Physics Department, TH Unit, CERN, CH-1211, Geneva 23, Switzerland

Juan Rojo is a Marie Curie fellow at the Theory Unit of the European Center for Nuclear Physics (CERN), Switzerland. He graduated in Physics from the University of Barcelona (2002), where he also obtained his Ph.D. in Theoretical Physics (2006), in perturbative Quantum Chromodynamics (QCD). He has performed postdoctoral research at the LPTHE in Paris, France (2006-08) and at the INFN and Dipartimento di Fisica, Milano University, Italy (2008-11). His research is focused on the phenomenology of perturbative QCD and their applications to Large Hadron Collider (LHC) physics.
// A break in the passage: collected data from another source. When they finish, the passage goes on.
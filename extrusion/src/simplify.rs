use crate::mesh::ExtrudedVertex;

use tracery_geom::LineSegment;

/// Simplifies `vertices` into `out`, keeping the endpoints and every
/// vertex lying farther than `threshold` from the chord between its kept
/// neighbors (Ramer-Douglas-Peucker).
///
/// `out` is cleared first. With fewer than three input vertices the input
/// is copied unchanged.
pub fn simplify_polyline(
    vertices: &[ExtrudedVertex],
    threshold: f32,
    out: &mut Vec<ExtrudedVertex>,
) {
    let mut kept = Vec::new();
    simplify_polyline_indices(vertices, threshold, &mut kept);
    out.clear();
    out.extend(kept.into_iter().map(|i| vertices[i]));
}

/// Index-returning flavor of `simplify_polyline`: appends to `out` the
/// sorted indices of the kept vertices.
pub(crate) fn simplify_polyline_indices(
    vertices: &[ExtrudedVertex],
    threshold: f32,
    out: &mut Vec<usize>,
) {
    out.clear();
    if vertices.len() < 3 {
        out.extend(0..vertices.len());
        return;
    }
    out.push(0);
    simplify_range(vertices, 0, vertices.len() - 1, threshold, out);
    out.push(vertices.len() - 1);
}

// Appends the kept interior indices of `vertices[first..=last]`; the
// caller handles both endpoints.
fn simplify_range(
    vertices: &[ExtrudedVertex],
    first: usize,
    last: usize,
    threshold: f32,
    out: &mut Vec<usize>,
) {
    if last - first < 2 {
        return;
    }

    let chord = LineSegment::new(vertices[first].position, vertices[last].position);
    let mut max_distance = threshold;
    let mut split = None;
    for i in first + 1..last {
        let distance = chord.distance_to_point(vertices[i].position);
        if distance > max_distance {
            max_distance = distance;
            split = Some(i);
        }
    }

    if let Some(split) = split {
        simplify_range(vertices, first, split, threshold, out);
        out.push(split);
        simplify_range(vertices, split, last, threshold, out);
    }
}

#[cfg(test)]
mod tests {
    use super::*;
    use tracery_geom::math::point;

    fn vertices(positions: &[(f32, f32)]) -> Vec<ExtrudedVertex> {
        positions
            .iter()
            .map(|&(x, y)| ExtrudedVertex::at_position(point(x, y)))
            .collect()
    }

    fn positions(vertices: &[ExtrudedVertex]) -> Vec<(f32, f32)> {
        vertices
            .iter()
            .map(|v| (v.position.x, v.position.y))
            .collect()
    }

    #[test]
    fn collinear_run_collapses_to_endpoints() {
        let input = vertices(&[(0.0, 0.0), (1.0, 0.01), (2.0, -0.01), (3.0, 0.0)]);
        let mut out = Vec::new();
        simplify_polyline(&input, 0.1, &mut out);
        assert_eq!(positions(&out), vec![(0.0, 0.0), (3.0, 0.0)]);
    }

    #[test]
    fn corner_is_kept() {
        let input = vertices(&[(0.0, 0.0), (1.0, 0.0), (2.0, 1.0)]);
        let mut out = Vec::new();
        simplify_polyline(&input, 0.1, &mut out);
        assert_eq!(positions(&out), vec![(0.0, 0.0), (1.0, 0.0), (2.0, 1.0)]);
    }

    #[test]
    fn cluster_folds_to_endpoints() {
        // A u-turn cluster small relative to the threshold: the middle
        // vertex is removed even though the travel direction reverses.
        let input = vertices(&[(1.0, 1.0), (1.05, 1.05), (1.1, 0.95)]);
        let mut out = Vec::new();
        simplify_polyline(&input, 0.1, &mut out);
        assert_eq!(positions(&out), vec![(1.0, 1.0), (1.1, 0.95)]);
    }

    #[test]
    fn short_input_is_unchanged() {
        let input = vertices(&[(0.0, 0.0), (5.0, 5.0)]);
        let mut out = Vec::new();
        simplify_polyline(&input, 10.0, &mut out);
        assert_eq!(out.len(), 2);
    }

    #[test]
    fn kept_indices_are_sorted() {
        let input = vertices(&[
            (0.0, 0.0),
            (1.0, 2.0),
            (2.0, 0.0),
            (3.0, -2.0),
            (4.0, 0.0),
        ]);
        let mut kept = Vec::new();
        simplify_polyline_indices(&input, 0.5, &mut kept);
        let mut sorted = kept.clone();
        sorted.sort_unstable();
        sorted.dedup();
        assert_eq!(kept, sorted);
        assert_eq!(*kept.first().unwrap(), 0);
        assert_eq!(*kept.last().unwrap(), 4);
    }
}
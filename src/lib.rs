//! Incremental extrusion of brush strokes into triangle meshes.
//!
//! # Crates
//!
//! * **tracery_geom** - 2D geometric primitives: points, vectors, angles,
//!   segments, triangles, circles with tangent and arc queries, and
//!   bounding envelopes.
//! * **tracery_extrusion** - The extrusion core: brush-tip shape
//!   modeling, tangent-quality constraining, and the incremental
//!   triangulation engine with self-intersection repair.
//!
//! This meta-crate (`tracery`) reexports the other tracery crates for
//! convenience.
//!
//! # Quick start
//!
//! ```
//! use tracery::extrusion::{BrushTipExtruder, SurfaceUv, TipState};
//! use tracery::geom::math::point;
//!
//! let mut extruder = BrushTipExtruder::new();
//! extruder.start_stroke(0.001, SurfaceUv::None);
//!
//! let tip = |x: f32| TipState {
//!     position: point(x, 0.0),
//!     width: 1.0,
//!     height: 1.0,
//!     corner_rounding: 1.0,
//!     ..TipState::default()
//! };
//! let update = extruder.extend_stroke(&[tip(0.0), tip(1.0)], &[tip(2.0)]);
//!
//! assert!(!update.region.is_empty());
//! assert!(extruder.mesh().triangle_count() > 0);
//! ```

pub use tracery_extrusion as extrusion;
pub use tracery_geom as geom;

pub use tracery_extrusion::{BrushTipExtruder, StrokeShapeUpdate, SurfaceUv, TipState};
He is a member of the NNPDF Collaboration for the determination of parton distributions of the nucleon, and is Editor-in-Chief of Euresis Journal.  


Lucio Rossi
lucio.rossi@cern.ch

European Organization for Nuclear Research (CERN) CH-1211 Geneva 23 - Switzerland

Professor Lucio Rossi is currently the Head of the Magnets, Cryostats and Superconductors Group at CERN. Graduated in Physics from the University of Milan, he is since 1981 a researcher at the INFN (Istituto Nazionale di Fisica Nucleare - Italy), being since 1992 associate professor of the Physics Department at the University of Milan. In 1989, he Lucio Rossi started a collaboration with CERN for the development and construction of the first magnet prototypes for the Large Hadron Collider (LHC), eventually joining the ATLAS collaboration in 1997 and leaving the University of Milan in 2001 to take up a position at CERN within the LHC project. In 2004, Professor Rossi set up the european Network for High Field Pulsating Magnets for Hadron Colliders, of which he is still responsible. Rossi has also participated in the AMS experiment onboard the International Space Station (1998) for which he proposed a new technology for the protection of astronauts from cosmic radiation during interplanetary flights. Since 2000, Rossi is the representing member for Italy at the International Organising Committee of the "Magnet Technology Conference".